Cianjur (ANTARA) - Pemerintah Kabupaten Cianjur menjamin biaya perawatan dan penanganan korban diduga keracunan menu program Makan Bergizi Gratis (MBG) di tiga kecamatan ditanggung pemkab setempat, di mana sebagian besar korban sudah pulih dan pulang ke rumah.
Bupati Cianjur Mohammad Wahyu Ferdian di Cianjur, Jawa Barat, Rabu, mengatakan korban mencapai 300 orang, sebagian besar mendapat perawatan di puskesmas dan rumah sakit terdekat.
"Laporan yang tercatat kasus keracunan terjadi di tiga kecamatan, Kadupandak, Sukanagara, dan Cikalongkulon dengan total korban 300 orang dirawat di puskesmas dan rumah sakit," katanya.

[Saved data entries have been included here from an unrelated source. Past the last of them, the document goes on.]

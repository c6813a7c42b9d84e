//! Export field directives.
//!
//! The `export.fields` list of a resource configuration reshapes the
//! inferred schema. Each element is one of:
//!
//! - `"..."` — keep every source field as-is;
//! - `"not <name>"` — drop the named field;
//! - `"<name>[:<converter>][ as <target>]"` — copy (and optionally
//!   rename and/or convert) the named field. `*` as the source name hands
//!   the whole entry to the converter.

use std::sync::LazyLock;

use regex::Regex;

use crate::error::{PipelineError, Result};

static DIRECTIVE: LazyLock<Regex> = LazyLock::new(|| {
    Regex::new(
        r"^(?:not\s+(?P<exclude>\w+)|(?P<name>\*|\w+)(?::(?P<converter>\w+(?:\.\w+)*))?(?:\s+as\s+(?P<target>\w+))?)$",
    )
    .expect("directive pattern")
});

#[derive(Debug, Clone, PartialEq, Eq)]
pub enum FieldDirective {
    /// `"..."`: retain all source fields.
    Wildcard,
    /// `"not <name>"`: remove a field from the output schema.
    Exclude { name: String },
    /// `"<name>[:<converter>][ as <target>]"`.
    Map {
        name: String,
        converter: Option<String>,
        target: String,
    },
}

impl FieldDirective {
    pub fn parse(raw: &str) -> Result<FieldDirective> {
        if raw == "..." {
            return Ok(FieldDirective::Wildcard);
        }
        // a bare `not` is a malformed exclude, not a field named "not"
        if raw.trim() == "not" {
            return Err(PipelineError::InvalidDirective(raw.to_string()));
        }
        let captures = DIRECTIVE
            .captures(raw)
            .ok_or_else(|| PipelineError::InvalidDirective(raw.to_string()))?;
        if let Some(name) = captures.name("exclude") {
            return Ok(FieldDirective::Exclude {
                name: name.as_str().to_string(),
            });
        }
        let name = captures
            .name("name")
            .map(|m| m.as_str().to_string())
            .ok_or_else(|| PipelineError::InvalidDirective(raw.to_string()))?;
        let converter = captures.name("converter").map(|m| m.as_str().to_string());
        // a whole-entry directive is meaningless without a converter to
        // compute the target value
        if name == "*" && converter.is_none() {
            return Err(PipelineError::InvalidDirective(raw.to_string()));
        }
        let target = captures
            .name("target")
            .map(|m| m.as_str().to_string())
            .unwrap_or_else(|| name.clone());
        Ok(FieldDirective::Map {
            name,
            converter,
            target,
        })
    }
}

Tercatat di Desa Wargasari, Kecamatan Kadupandak 45 siswa SD mengalami gejala keracunan setelah menyantap menu MBG, sebagian besar dirawat di Puskesmas Kadupandak dan dua orang di antaranya dirujuk ke RSUD Pagelaran.
Baca juga: Dinkes Lombok Tengah amankan sampel menu MBG diduga penyebab keracunan masal
Baca juga: BGN tutup sementara operasional SPPG Meruya Selatan imbas dugaan keracunan
Di Kecamatan Cikalongkulon tercatat lebih dari 250 siswa berasal dari sejumlah sekolah mengalami keracunan mendapat perawatan di Puskesmas Cijagang dan Puskesmas Cikalongkulon, tujuh di antaranya dirujuk ke rumah sakit.
"Termasuk lima orang siswa kelas 5 SDN Sukarame di Kecamatan Sukanagara, mendapat perawatan di Puskesmas Sukanagara karena mengeluh pusing, mual, muntah dan diare usai menyantap menu MBG," katanya.
Dia mengatakan sebagian besar dari ratusan siswa yang diduga keracunan makanan tersebut, saat ini sudah pulih, sedangkan beberapa orang masih menjalani perawatan di puskesmas dan rumah sakit karena mengalami gejala cukup parah.
Baca juga: 955 porsi menu MBG SMPN 1 Blora ditarik setelah keracunan
Biaya penanganan dan perawatan ratusan siswa tersebut, kata dia, seluruhnya ditanggung pemerintah daerah, termasuk mereka yang sudah diperbolehkan pulang tetap mendapat pengawasan tenaga kesehatan di masing-masing kecamatan.
"Kami sudah meminta Dinas Kesehatan Cianjur untuk mengambil sampel makanan dan muntahan siswa guna dilakukan uji laboratorium untuk memastikan penyebab keracunan yang menimpa ratusan siswa di Cianjur," katanya.